TASK PROMPT → I need the number of lines in the data that contain the word "xnor", and nothing beyond it.

*** Opening EXERCISE MATERIALS ***

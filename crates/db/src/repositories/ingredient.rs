use chrono::Utc;
use sqlx::Row;

use larder_core::domain::ingredient::{Ingredient, IngredientId, QuantityUpdate};

use super::{
    decode_date, decode_err, decode_timestamp, encode_date, encode_timestamp,
    IngredientRepository, RepositoryError,
};
use crate::DbPool;

const SELECT_COLUMNS: &str = "SELECT id, name, quantity, unit, expiry_date, category, memo,
                                     created_at, updated_at
                              FROM ingredient";

pub struct SqlIngredientRepository {
    pool: DbPool,
}

impl SqlIngredientRepository {
    pub fn new(pool: DbPool) -> Self {
        Self { pool }
    }
}

fn row_to_ingredient(row: &sqlx::sqlite::SqliteRow) -> Result<Ingredient, RepositoryError> {
    let id: String = row.try_get("id").map_err(decode_err)?;
    let name: String = row.try_get("name").map_err(decode_err)?;
    let quantity: f64 = row.try_get("quantity").map_err(decode_err)?;
    let unit: Option<String> = row.try_get("unit").map_err(decode_err)?;
    let expiry_date: Option<String> = row.try_get("expiry_date").map_err(decode_err)?;
    let category: Option<String> = row.try_get("category").map_err(decode_err)?;
    let memo: Option<String> = row.try_get("memo").map_err(decode_err)?;
    let created_at: String = row.try_get("created_at").map_err(decode_err)?;
    let updated_at: String = row.try_get("updated_at").map_err(decode_err)?;

    Ok(Ingredient {
        id: IngredientId(id),
        name,
        quantity,
        unit,
        expiry_date: decode_date(expiry_date)?,
        category,
        memo,
        created_at: Some(decode_timestamp(&created_at)?),
        updated_at: Some(decode_timestamp(&updated_at)?),
    })
}

#[async_trait::async_trait]
impl IngredientRepository for SqlIngredientRepository {
    async fn list(&self) -> Result<Vec<Ingredient>, RepositoryError> {
        let rows = sqlx::query(&format!(
            "{SELECT_COLUMNS} ORDER BY expiry_date IS NULL, expiry_date ASC, name ASC"
        ))
        .fetch_all(&self.pool)
        .await?;

        rows.iter().map(row_to_ingredient).collect::<Result<Vec<_>, _>>()
    }

    async fn find_by_id(&self, id: &IngredientId) -> Result<Option<Ingredient>, RepositoryError> {
        let row = sqlx::query(&format!("{SELECT_COLUMNS} WHERE id = ?"))
            .bind(&id.0)
            .fetch_optional(&self.pool)
            .await?;

        match row {
            Some(ref r) => Ok(Some(row_to_ingredient(r)?)),
            None => Ok(None),
        }
    }

    async fn save(&self, ingredient: Ingredient) -> Result<(), RepositoryError> {
        sqlx::query(
            "INSERT INTO ingredient (id, name, quantity, unit, expiry_date, category, memo,
                                     created_at, updated_at)
             VALUES (?, ?, ?, ?, ?, ?, ?, ?, ?)
             ON CONFLICT(id) DO UPDATE SET
                 name = excluded.name,
                 quantity = excluded.quantity,
                 unit = excluded.unit,
                 expiry_date = excluded.expiry_date,
                 category = excluded.category,
                 memo = excluded.memo,
                 updated_at = excluded.updated_at",
        )
        .bind(&ingredient.id.0)
        .bind(&ingredient.name)
        .bind(ingredient.quantity)
        .bind(&ingredient.unit)
        .bind(encode_date(ingredient.expiry_date))
        .bind(&ingredient.category)
        .bind(&ingredient.memo)
        .bind(encode_timestamp(ingredient.created_at))
        .bind(encode_timestamp(ingredient.updated_at))
        .execute(&self.pool)
        .await?;

        Ok(())
    }

    async fn delete(&self, id: &IngredientId) -> Result<bool, RepositoryError> {
        let result =
            sqlx::query("DELETE FROM ingredient WHERE id = ?").bind(&id.0).execute(&self.pool).await?;
        Ok(result.rows_affected() > 0)
    }

    async fn bulk_update_quantities(
        &self,
        updates: &[QuantityUpdate],
    ) -> Result<Vec<Ingredient>, RepositoryError> {
        let now = encode_timestamp(Some(Utc::now()));
        let mut tx = self.pool.begin().await?;
        let mut updated = Vec::with_capacity(updates.len());

        for update in updates {
            let result =
                sqlx::query("UPDATE ingredient SET quantity = ?, updated_at = ? WHERE id = ?")
                    .bind(update.quantity)
                    .bind(&now)
                    .bind(&update.id.0)
                    .execute(&mut *tx)
                    .await?;
            if result.rows_affected() == 0 {
                continue;
            }

            let row = sqlx::query(&format!("{SELECT_COLUMNS} WHERE id = ?"))
                .bind(&update.id.0)
                .fetch_one(&mut *tx)
                .await?;
            updated.push(row_to_ingredient(&row)?);
        }

        tx.commit().await?;
        tracing::info!(
            event_name = "inventory.bulk_update.applied",
            requested = updates.len(),
            applied = updated.len(),
            "ingredient quantities updated"
        );
        Ok(updated)
    }
}
pub mod calendar;
pub mod config;
pub mod domain;
pub mod errors;
pub mod portion;
pub mod suggestions;

pub use calendar::{Calendar, FixedCalendar, SystemCalendar};
pub use domain::family::{
    Appetite, FamilyMember, FamilyMemberDraft, FamilyMemberId, LifeStage, PortionProfile,
};
pub use domain::ingredient::{
    BulkQuantityUpdate, Ingredient, IngredientDraft, IngredientId, QuantityUpdate,
};
pub use domain::sale::{Sale, SaleDraft, SaleId};
pub use errors::{ApplicationError, DomainError, InterfaceError};
pub use portion::household_portion_scale;
pub use suggestions::{
    ConsumptionLine, ConsumptionPlan, MenuSuggestion, SaleRecommendation, SuggestionEngine,
    SuggestionRequest, UsedIngredient,
};
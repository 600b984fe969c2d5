//! Locating the assignment statement `target <= expression;`.

use std::ops::Range;

use winnow::{
    LocatingSlice, ModalResult, Parser,
    combinator::{alt, repeat_till, terminated},
    token::any,
};

use crate::text::{Spanned, comment, trivia, word};

/// Where an assignment sits in the source text.
#[derive(Clone, Debug, PartialEq)]
pub struct AssignmentSite {
    /// Assigned signal name, as written
    pub target: Spanned<Range<usize>, String>,
    /// Byte range of the right-hand side, excluding the terminating `;`
    pub rhs: Range<usize>,
}

fn head(input: &mut LocatingSlice<&str>) -> ModalResult<Spanned<Range<usize>, String>> {
    terminated(word.with_span(), (trivia, "<="))
        .map(|(w, span): (&str, Range<usize>)| Spanned {
            inner: w.to_owned(),
            span,
        })
        .parse_next(input)
}

/// Skip a comment, a whole word or a single other character.
/// Whole words are skipped so that a target always starts at a word boundary.
fn filler(input: &mut LocatingSlice<&str>) -> ModalResult<()> {
    alt((comment, word.void(), any.void())).parse_next(input)
}

/// Find the first `target <= ... ;` statement in `source`.
pub fn locate(source: &str) -> Option<AssignmentSite> {
    let mut input = LocatingSlice::new(source);
    let ((), (target, statement)) = repeat_till(0.., filler, head.with_span())
        .parse_next(&mut input)
        .ok()?;
    let ((), terminator) = repeat_till(0.., alt((comment, any.void())), ';'.span())
        .parse_next(&mut input)
        .ok()?;
    Some(AssignmentSite {
        rhs: statement.end..terminator.start,
        target,
    })
}
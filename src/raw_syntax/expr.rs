//! Raw syntax boolean expressions.

use std::ops::Range;

use pretty::RcDoc;
use winnow::{
    LocatingSlice, ModalResult, Parser,
    combinator::{alt, cut_err, delimited, preceded, repeat},
    error::{StrContext, StrContextValue},
};

use crate::{
    extract::ExtractError,
    lexer::bit_literal,
    text::{HasParser, Name, Spanned, ToDoc, keyword, trivia},
    typed_syntax::{BinOp, BoolExpr},
    variables::VariableList,
};

/// Raw syntax expression with text span.
pub type ExprR<S> = Spanned<S, ExprRInner<S>>;

/// Raw syntax expression without text span.
#[derive(Clone, Debug, PartialEq)]
pub enum ExprRInner<S> {
    /// An expression enclosed in parentheses
    Brackets(Box<ExprR<S>>),
    /// A bit literal, `'0'` or `'1'`
    Bit(bool),
    /// A free variable
    Var(Name),
    /// Negation "not e"
    Not(Box<ExprR<S>>),
    /// A binary operator application "lhs op rhs"
    Binary {
        /// The operator
        op: BinOp,
        /// Left operand
        lhs: Box<ExprR<S>>,
        /// Right operand
        rhs: Box<ExprR<S>>,
    },
}

impl<S> ToDoc for ExprRInner<S> {
    fn to_doc(&self) -> RcDoc {
        match self {
            ExprRInner::Brackets(inner) => RcDoc::text("(")
                .append(RcDoc::line_().append(inner.to_doc()).nest(2))
                .append(RcDoc::line_())
                .append(")")
                .group(),
            ExprRInner::Bit(b) => RcDoc::text(if *b { "'1'" } else { "'0'" }),
            ExprRInner::Var(name) => name.to_doc(),
            ExprRInner::Not(inner) => RcDoc::text("not ").append(inner.to_doc()),
            ExprRInner::Binary { op, lhs, rhs } => lhs
                .to_doc()
                .append(RcDoc::line())
                .append(op.to_doc())
                .append(" ")
                .append(rhs.to_doc())
                .group(),
        }
    }
}

impl ExprR<Range<usize>> {
    /// Resolve variable names to positions in `vars`, producing an evaluable expression.
    pub fn resolve(&self, vars: &VariableList) -> Result<BoolExpr, ExtractError> {
        match &self.inner {
            ExprRInner::Brackets(inner) => inner.resolve(vars),
            ExprRInner::Bit(b) => Ok(BoolExpr::Const(*b)),
            ExprRInner::Var(name) => vars.position(name).map(BoolExpr::Var).ok_or_else(|| {
                ExtractError::UnknownVariable {
                    name: name.to_string(),
                    span: self.span.clone().into(),
                }
            }),
            ExprRInner::Not(inner) => Ok(BoolExpr::Not(Box::new(inner.resolve(vars)?))),
            ExprRInner::Binary { op, lhs, rhs } => Ok(BoolExpr::Binary(
                *op,
                Box::new(lhs.resolve(vars)?),
                Box::new(rhs.resolve(vars)?),
            )),
        }
    }
}

type Level = fn(&mut LocatingSlice<&str>) -> ModalResult<ExprR<Range<usize>>>;
type OpParser = fn(&mut LocatingSlice<&str>) -> ModalResult<BinOp>;

/// Parse a left-associative chain `operand (op operand)*`.
fn left_assoc(
    input: &mut LocatingSlice<&str>,
    operand: Level,
    op: OpParser,
) -> ModalResult<ExprR<Range<usize>>> {
    let first = operand(input)?;
    let rest: Vec<(BinOp, ExprR<Range<usize>>)> = repeat(
        0..,
        (
            preceded(trivia, op),
            cut_err(operand).context(StrContext::Label("operand")),
        ),
    )
    .parse_next(input)?;
    Ok(rest.into_iter().fold(first, |lhs, (op, rhs)| Spanned {
        span: lhs.span.start..rhs.span.end,
        inner: ExprRInner::Binary {
            op,
            lhs: Box::new(lhs),
            rhs: Box::new(rhs),
        },
    }))
}

fn or_op(input: &mut LocatingSlice<&str>) -> ModalResult<BinOp> {
    alt((keyword("or").value(BinOp::Or), keyword("nor").value(BinOp::Nor))).parse_next(input)
}

fn and_op(input: &mut LocatingSlice<&str>) -> ModalResult<BinOp> {
    alt((
        keyword("and").value(BinOp::And),
        keyword("nand").value(BinOp::Nand),
    ))
    .parse_next(input)
}

fn xor_op(input: &mut LocatingSlice<&str>) -> ModalResult<BinOp> {
    alt((
        keyword("xor").value(BinOp::Xor),
        keyword("xnor").value(BinOp::Xnor),
    ))
    .parse_next(input)
}

/// Parser for expressions.
///
/// Precedence from loosest to tightest: `or`/`nor`, `and`/`nand`, `not`, `xor`/`xnor`.
pub fn expr(input: &mut LocatingSlice<&str>) -> ModalResult<ExprR<Range<usize>>> {
    left_assoc(input, and_level, or_op)
}

fn and_level(input: &mut LocatingSlice<&str>) -> ModalResult<ExprR<Range<usize>>> {
    left_assoc(input, not_level, and_op)
}

fn not_level(input: &mut LocatingSlice<&str>) -> ModalResult<ExprR<Range<usize>>> {
    trivia.parse_next(input)?;
    alt((
        preceded(keyword("not"), cut_err(not_level))
            .with_span()
            .map(|(inner, span)| Spanned {
                inner: ExprRInner::Not(Box::new(inner)),
                span,
            }),
        xor_level,
    ))
    .parse_next(input)
}

fn xor_level(input: &mut LocatingSlice<&str>) -> ModalResult<ExprR<Range<usize>>> {
    left_assoc(input, atom, xor_op)
}

fn atom(input: &mut LocatingSlice<&str>) -> ModalResult<ExprR<Range<usize>>> {
    trivia.parse_next(input)?;
    alt((
        delimited(
            '(',
            cut_err(expr),
            cut_err(preceded(trivia, ')'))
                .context(StrContext::Expected(StrContextValue::CharLiteral(')'))),
        )
        .with_span()
        .map(|(inner, span)| Spanned {
            inner: ExprRInner::Brackets(Box::new(inner)),
            span,
        }),
        bit_literal.with_span().map(|(b, span)| Spanned {
            inner: ExprRInner::Bit(b),
            span,
        }),
        Name::parser.with_span().map(|(name, span)| Spanned {
            inner: ExprRInner::Var(name),
            span,
        }),
    ))
    .context(StrContext::Expected(StrContextValue::Description(
        "variable, bit literal or parenthesised expression",
    )))
    .parse_next(input)
}

#[cfg(test)]
mod tests {
    use winnow::combinator::terminated;

    use super::*;

    fn parse(src: &str) -> ExprR<Range<usize>> {
        terminated(expr, trivia)
            .parse(LocatingSlice::new(src))
            .unwrap()
    }

    fn show(src: &str) -> String {
        parse(src).to_doc().pretty(200).to_string()
    }

    fn vars(names: &[&str]) -> VariableList {
        VariableList::from_names(names.iter().map(|n| Name::new(*n)))
    }

    #[test]
    fn and_binds_tighter_than_or() {
        let e = parse("a or b and c");
        let ExprRInner::Binary { op, rhs, .. } = &e.inner else {
            panic!("expected binary, got {e:?}");
        };
        assert_eq!(*op, BinOp::Or);
        assert!(matches!(
            rhs.inner,
            ExprRInner::Binary { op: BinOp::And, .. }
        ));
    }

    #[test]
    fn xor_binds_tighter_than_not() {
        let e = parse("not a xor b");
        let ExprRInner::Not(inner) = &e.inner else {
            panic!("expected not, got {e:?}");
        };
        assert!(matches!(
            inner.inner,
            ExprRInner::Binary { op: BinOp::Xor, .. }
        ));
    }

    #[test]
    fn binary_chains_are_left_associative() {
        let e = parse("a and b and c");
        let ExprRInner::Binary { lhs, rhs, .. } = &e.inner else {
            panic!("expected binary, got {e:?}");
        };
        assert!(matches!(lhs.inner, ExprRInner::Binary { .. }));
        assert_eq!(rhs.inner, ExprRInner::Var(Name::new("c")));
        assert_eq!(e.span, 0..13);
    }

    #[test]
    fn spans_exclude_leading_whitespace() {
        let e = parse("   a");
        assert_eq!(e.span, 3..4);
    }

    #[test]
    fn pretty_printing_round_trips_layout() {
        assert_eq!(show("a  and (b xor  '1')"), "a and (b xor '1')");
        assert_eq!(show("not(a)"), "not (a)");
    }

    #[test]
    fn unbalanced_parentheses_fail() {
        assert!(
            terminated(expr, trivia)
                .parse(LocatingSlice::new("a and (b or c"))
                .is_err()
        );
    }

    #[test]
    fn dangling_operator_fails() {
        assert!(
            terminated(expr, trivia)
                .parse(LocatingSlice::new("a and"))
                .is_err()
        );
    }

    #[test]
    fn resolve_maps_names_to_positions() {
        let e = parse("b and not a").resolve(&vars(&["a", "b"])).unwrap();
        assert_eq!(
            e,
            BoolExpr::Binary(
                BinOp::And,
                Box::new(BoolExpr::Var(1)),
                Box::new(BoolExpr::Not(Box::new(BoolExpr::Var(0)))),
            )
        );
    }

    #[test]
    fn resolve_rejects_foreign_names() {
        let err = parse("a and z").resolve(&vars(&["a"])).unwrap_err();
        assert_eq!(
            err,
            ExtractError::UnknownVariable {
                name: "z".to_owned(),
                span: (6..7).into(),
            }
        );
    }
}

*** Closing EXERCISE MATERIALS ***

TASK ANSWER → 2